While we are at it we may as well improve the key exchange (The-CORE-Peer_002dto_002dPeer-Protocol). Currently, we are using our own ECDHE key exchange that derives 2x2 keys. 2 keys for each direction (sending/receiving). Each direction uses two 256-bit symmetric encryption keys derived through the ECDH exchange. Each payload is encrypted using AES(kA, Twofish(kB, payload)) both in CFB mode (!).

Next Steps

For CONG, we should double-check the security of your ECDHE construction. We decided on 11/03/2024 to investigate XChaCha20-Poly1305:

Proposal:

Use X25519 for the KX with ephemeral Curve25519 keys.

Use XChaCha20-Poly1305 and kTx,kRx := KDF(X25519(),senderPK,receiverPK) for symmetric encryption

We will have to replace the use of GNUNET_CRYPTO_symmetric_encrypt and HMAC use in gnunet-service-core_kx.c including the respective keys and IVs.

Handshake Protocol (Current)

Warning

This is incomplete as the protocol is very messy and has around 6 RTTs

We assume that the peers have semi-static (as opposed to ephemeral) key pairs. Let (pk_A,sk_A) be the key pair of peer PID_A and (pk_B,sk_B) the key pair of peer PID_B.

For any secure handshake protocol, we have to dermine an initiator and a receiver in the protocol. We use GNUNET_CRYPTO_hash_cmp to determine which peer is the receiver R and which peer the initiator I:

if (GNUNET_CRYPTO_hash_cmp (pk_A, pk_B))
{
  pk_I = pk_A
  pk_R = pk_B
}
else
{
  pk_I = pk_B
  pk_R = pk_A
}

It is possible that the designated initiator does not initiate the handshake.
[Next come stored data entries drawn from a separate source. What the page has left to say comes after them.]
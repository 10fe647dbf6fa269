use std::borrow::Cow;
use std::fmt;

use indexmap::IndexMap;
use serde::{Deserialize, Serialize};
use serde_json::{Map, Value};

use crate::json_path::select_path;
use crate::mapping::{MappingError, PropertyMap};
use crate::pagination::{Collection, PaginationFields, PaginationSource};

/// Identifier of a request-construction strategy.
///
/// Kinds are open-ended: new kinds only need a matching build strategy
/// registered with the query manager.
#[derive(Debug, Clone, PartialEq, Eq, Hash, PartialOrd, Ord, Serialize, Deserialize)]
#[serde(transparent)]
pub struct QueryKind(Cow<'static, str>);

impl QueryKind {
    pub const REST: QueryKind = QueryKind(Cow::Borrowed("rest"));
    pub const GRAPHQL: QueryKind = QueryKind(Cow::Borrowed("graphql"));

    pub fn new(kind: impl Into<String>) -> Self {
        Self(Cow::Owned(kind.into()))
    }

    pub fn as_str(&self) -> &str {
        &self.0
    }
}

impl fmt::Display for QueryKind {
    fn fmt(&self, f: &mut fmt::Formatter<'_>) -> fmt::Result {
        f.write_str(&self.0)
    }
}

/// Capability tag advertised by data providers and required by queries.
#[derive(Debug, Clone, PartialEq, Eq, Hash, PartialOrd, Ord, Serialize, Deserialize)]
#[serde(transparent)]
pub struct Capability(Cow<'static, str>);

impl Capability {
    /// Plain HTTP request/response exchange.
    pub const HTTP: Capability = Capability(Cow::Borrowed("http"));
    /// GraphQL document execution over HTTP.
    pub const GRAPHQL: Capability = Capability(Cow::Borrowed("graphql"));

    pub fn new(capability: impl Into<String>) -> Self {
        Self(Cow::Owned(capability.into()))
    }

    pub fn as_str(&self) -> &str {
        &self.0
    }
}

impl fmt::Display for Capability {
    fn fmt(&self, f: &mut fmt::Formatter<'_>) -> fmt::Result {
        f.write_str(&self.0)
    }
}

/// Declarative description of one data-fetch operation.
///
/// A query carries no transport state. It is bound to a data provider and
/// turned into a prepared request when added to a query manager.
///
/// ```
/// use fathom_types::{Query, QueryKind};
///
/// let query = Query::rest("/posts/{id}")
///     .named("post")
///     .with_param("id", 7)
///     .with_root_path("data");
///
/// assert_eq!(query.name(), Some("post"));
/// assert_eq!(query.kind(), &QueryKind::REST);
/// assert_eq!(query.root_property_path(), Some("data"));
/// ```
#[derive(Debug, Clone, PartialEq)]
pub struct Query {
    name: Option<String>,
    kind: QueryKind,
    required_capability: Capability,
    method: String,
    path: String,
    params: Map<String, Value>,
    headers: IndexMap<String, String>,
    body: Option<Value>,
    document: Option<String>,
    operation_name: Option<String>,
    root_property_path: Option<String>,
    sub_request: bool,
    pagination: PaginationFields,
    property_map: Option<PropertyMap>,
}

impl Query {
    /// Create an unnamed query of an arbitrary kind.
    pub fn new(kind: QueryKind, required_capability: Capability) -> Self {
        Self {
            name: None,
            kind,
            required_capability,
            method: "GET".into(),
            path: String::new(),
            params: Map::new(),
            headers: IndexMap::new(),
            body: None,
            document: None,
            operation_name: None,
            root_property_path: None,
            sub_request: false,
            pagination: PaginationFields::default(),
            property_map: None,
        }
    }

    /// A REST query against `path`, relative to the provider base URL.
    ///
    /// `{placeholder}` segments in the path are filled from params of the same name.
    pub fn rest(path: impl Into<String>) -> Self {
        let mut query = Self::new(QueryKind::REST, Capability::HTTP);
        query.path = path.into();
        query
    }

    /// A GraphQL query executing `document`. Params become the variables.
    ///
    /// The root property path defaults to `data`.
    pub fn graphql(document: impl Into<String>) -> Self {
        let mut query = Self::new(QueryKind::GRAPHQL, Capability::GRAPHQL);
        query.method = "POST".into();
        query.document = Some(document.into());
        query.root_property_path = Some("data".into());
        query
    }

    pub fn named(mut self, name: impl Into<String>) -> Self {
        self.name = Some(name.into());
        self
    }

    pub fn with_method(mut self, method: impl AsRef<str>) -> Self {
        self.method = method.as_ref().trim().to_ascii_uppercase();
        self
    }

    pub fn with_path(mut self, path: impl Into<String>) -> Self {
        self.path = path.into();
        self
    }

    pub fn with_param(mut self, key: impl Into<String>, value: impl Into<Value>) -> Self {
        self.params.insert(key.into(), value.into());
        self
    }

    pub fn with_params(mut self, params: Map<String, Value>) -> Self {
        self.params.extend(params);
        self
    }

    pub fn with_header(mut self, name: impl Into<String>, value: impl Into<String>) -> Self {
        self.headers.insert(name.into(), value.into());
        self
    }

    pub fn with_body(mut self, body: Value) -> Self {
        self.body = Some(body);
        self
    }

    pub fn with_operation_name(mut self, operation_name: impl Into<String>) -> Self {
        self.operation_name = Some(operation_name.into());
        self
    }

    pub fn with_root_path(mut self, path: impl Into<String>) -> Self {
        self.root_property_path = Some(path.into());
        self
    }

    pub fn with_required_capability(mut self, capability: Capability) -> Self {
        self.required_capability = capability;
        self
    }

    /// Mark as a sub-request: transport failures are captured instead of
    /// aborting sibling queries.
    pub fn as_sub_request(mut self) -> Self {
        self.sub_request = true;
        self
    }

    pub fn with_pagination(mut self, pagination: PaginationFields) -> Self {
        self.pagination = pagination;
        self
    }

    pub fn with_property_map(mut self, property_map: PropertyMap) -> Self {
        self.property_map = (!property_map.is_empty()).then_some(property_map);
        self
    }

    pub fn name(&self) -> Option<&str> {
        self.name.as_deref().filter(|name| !name.trim().is_empty())
    }

    pub fn has_name(&self) -> bool {
        self.name().is_some()
    }

    pub fn kind(&self) -> &QueryKind {
        &self.kind
    }

    pub fn required_capability(&self) -> &Capability {
        &self.required_capability
    }

    pub fn method(&self) -> &str {
        &self.method
    }

    pub fn path(&self) -> &str {
        &self.path
    }

    pub fn params(&self) -> &Map<String, Value> {
        &self.params
    }

    pub fn headers(&self) -> &IndexMap<String, String> {
        &self.headers
    }

    pub fn body(&self) -> Option<&Value> {
        self.body.as_ref()
    }

    pub fn document(&self) -> Option<&str> {
        self.document.as_deref()
    }

    pub fn operation_name(&self) -> Option<&str> {
        self.operation_name.as_deref()
    }

    pub fn root_property_path(&self) -> Option<&str> {
        self.root_property_path.as_deref()
    }

    pub fn set_root_property_path(&mut self, path: Option<String>) {
        self.root_property_path = path;
    }

    pub fn is_sub_request(&self) -> bool {
        self.sub_request
    }

    pub fn pagination(&self) -> &PaginationFields {
        &self.pagination
    }

    pub fn is_pagination_data_from_headers(&self) -> bool {
        self.pagination.source == PaginationSource::Headers
    }

    pub fn property_map(&self) -> Option<&PropertyMap> {
        self.property_map.as_ref()
    }

    /// Map a decoded payload onto a single item.
    ///
    /// `root_override` takes precedence over the query's own root path for
    /// this call only.
    pub fn map_item(&self, data: &Value, root_override: Option<&str>) -> Result<Value, MappingError> {
        let root = self.select_root(data, root_override)?;
        Ok(self.map_one(root))
    }

    /// Map a decoded payload onto a collection.
    ///
    /// Pagination counters are read from `headers` (lowercase keys) or from
    /// the full decoded body, depending on the query's pagination source.
    /// A `null` root maps to an empty collection.
    pub fn map_collection(
        &self,
        data: &Value,
        headers: &IndexMap<String, String>,
        root_override: Option<&str>,
    ) -> Result<Collection, MappingError> {
        let root = self.select_root(data, root_override)?;
        let items = match root {
            Value::Array(items) => items.iter().map(|item| self.map_one(item)).collect::<Vec<_>>(),
            Value::Null => Vec::new(),
            _ => {
                let path = root_override.or(self.root_property_path()).unwrap_or(".");
                return Err(MappingError::not_a_collection(path));
            }
        };
        let pagination = self.pagination.resolve(data, headers, items.len());
        Ok(Collection { items, pagination })
    }

    fn select_root<'a>(&self, data: &'a Value, root_override: Option<&str>) -> Result<&'a Value, MappingError> {
        match root_override.or(self.root_property_path()) {
            Some(path) => select_path(data, path).ok_or_else(|| MappingError::root_path_not_found(path)),
            None => Ok(data),
        }
    }

    fn map_one(&self, item: &Value) -> Value {
        match &self.property_map {
            Some(property_map) if item.is_object() => property_map.apply(item),
            _ => item.clone(),
        }
    }
}
//! # HTTP Response Parsing
//!
//! Helpers for turning raw HTTP response bodies into JSON with useful
//! diagnostics when the body is not what the caller expected.

use reqwest::StatusCode;
use serde_json::Value;
use thiserror::Error;

/// Return a user-friendly hint for common HTTP failure statuses.
///
/// # Example
/// ```rust
/// use fathom_util::http::status_error_message;
///
/// let error_401 = status_error_message(401).unwrap();
/// assert!(error_401.contains("Unauthorized"));
///
/// let error_429 = status_error_message(429).unwrap();
/// assert!(error_429.contains("Too Many Requests"));
///
/// assert!(status_error_message(404).is_none());
/// ```
pub fn status_error_message(status_code: u16) -> Option<String> {
    match status_code {
        401 => Some("Unauthorized (401). Hint: check the provider's Authorization header".into()),
        403 => Some("Forbidden (403). Hint: check the token's scopes and access to the resource".into()),
        429 => Some("Too Many Requests (429). Hint: lower concurrency or enable caching".into()),
        _ => None,
    }
}

/// Parse a response body as JSON, or explain why it is not JSON.
///
/// The error names the status (when known) and carries a whitespace-collapsed
/// preview of at most 200 bytes of the body, so HTML error pages and cut-off
/// payloads are recognisable in logs.
pub fn parse_response_json_strict(text: &str, status: Option<StatusCode>) -> Result<Value, JsonParseError> {
    serde_json::from_str::<Value>(text).map_err(|error| {
        let status_note = status
            .map(|code| format!("status {code}"))
            .unwrap_or_else(|| "unknown status".to_string());
        let preview = truncate_response_preview(text, 200);

        JsonParseError::new(status_note, error, preview)
    })
}

/// Collapse line breaks and tabs and cut `text` after roughly `limit` bytes.
/// Blank bodies become `<empty>`.
pub fn truncate_response_preview(text: &str, limit: usize) -> String {
    if text.trim().is_empty() {
        return "<empty>".to_string();
    }

    let mut preview = String::new();
    for ch in text.chars() {
        if preview.len() >= limit {
            preview.push_str("...");
            break;
        }
        match ch {
            '\n' | '\r' | '\t' => {
                if !preview.ends_with(' ') {
                    preview.push(' ');
                }
            }
            _ => preview.push(ch),
        }
    }

    preview.trim().to_string()
}

/// A response body that should have been JSON but was not.
#[derive(Debug, Error)]
#[error("failed to parse JSON response ({status_note}): {source}. body preview: {body_preview}")]
pub struct JsonParseError {
    status_note: String,
    #[source]
    source: serde_json::Error,
    body_preview: String,
}

impl JsonParseError {
    pub fn new(status_note: String, source: serde_json::Error, body_preview: String) -> Self {
        Self {
            status_note,
            source,
            body_preview,
        }
    }

    pub fn body_preview(&self) -> &str {
        &self.body_preview
    }

    pub fn source_error(&self) -> &serde_json::Error {
        &self.source
    }
}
After a pre-determined timeout, the respective other peer may initiate.

We assume that the initiator knows pk_R (pre-distributed through HELLO, for example).

I and R calculate before any connection attempt is made:

(pk_e,sk_e) <- KeyGen()

Danger

Yes, both peers calculate ephemeral keys that are used for a set period of time in all handshakes.

I calculates:

EphemeralKeyMessage <- (pk_I, pk_e, creation_time, …)
sig_e <- Sign(sk_I, EphemeralKeyMessage)

I sends to R

EphemeralKeyMessage, sig_e

R calculates:

assert Verify(pk_R, EphemeralKeyMessage, sig_e)
Establish session keys through ECDH with ephemeral keys.
EphemeralKeyMessage <- (pk_R, pk_e, creation_time, …)
sig_e <- Sign(sk_R, EphemeralKeyMessage)

R sends to I

EphemeralKeyMessage, sig_e

I calculates:

assert Verify(pk_R, EphemeralKeyMessage, sig_e)
Establish session keys through ECDH with ephemeral keys.

I sends to R

PingMessage

R calculates:

Pong message

R sends to I

PongMessage

Draft: CORE Authenticated Key Exchange (CAKE)

First Message (RTT=0)

I sends to R the following message:

MessageHeader||InitiatorHello||EncryptedInitiatorCert

where:

MessageHeader is a GNUNET_MessageHeader of type TBD (GANA registration).

The InitiatorHello consists of:

(pk_e, c_R, SHA512(pk_R), r_I, [SupportedAlgs,Version])

r_I is nonce value (256 or 512 bit TBD). pk_e is the public key from a freshly generated ephemeral key pair:

(pk_e,sk_e) <- KeyGen()

In GNUnet this KeyGen corresponds to GNUNET_CRYPTO_ecdhe_key_create(). This is a X25519 key pair. The InitiatorHello may contain our version and other metadata which is indicated by the brackets. But, we may want to put this information into the cert below, as this is encrypted (identity hiding).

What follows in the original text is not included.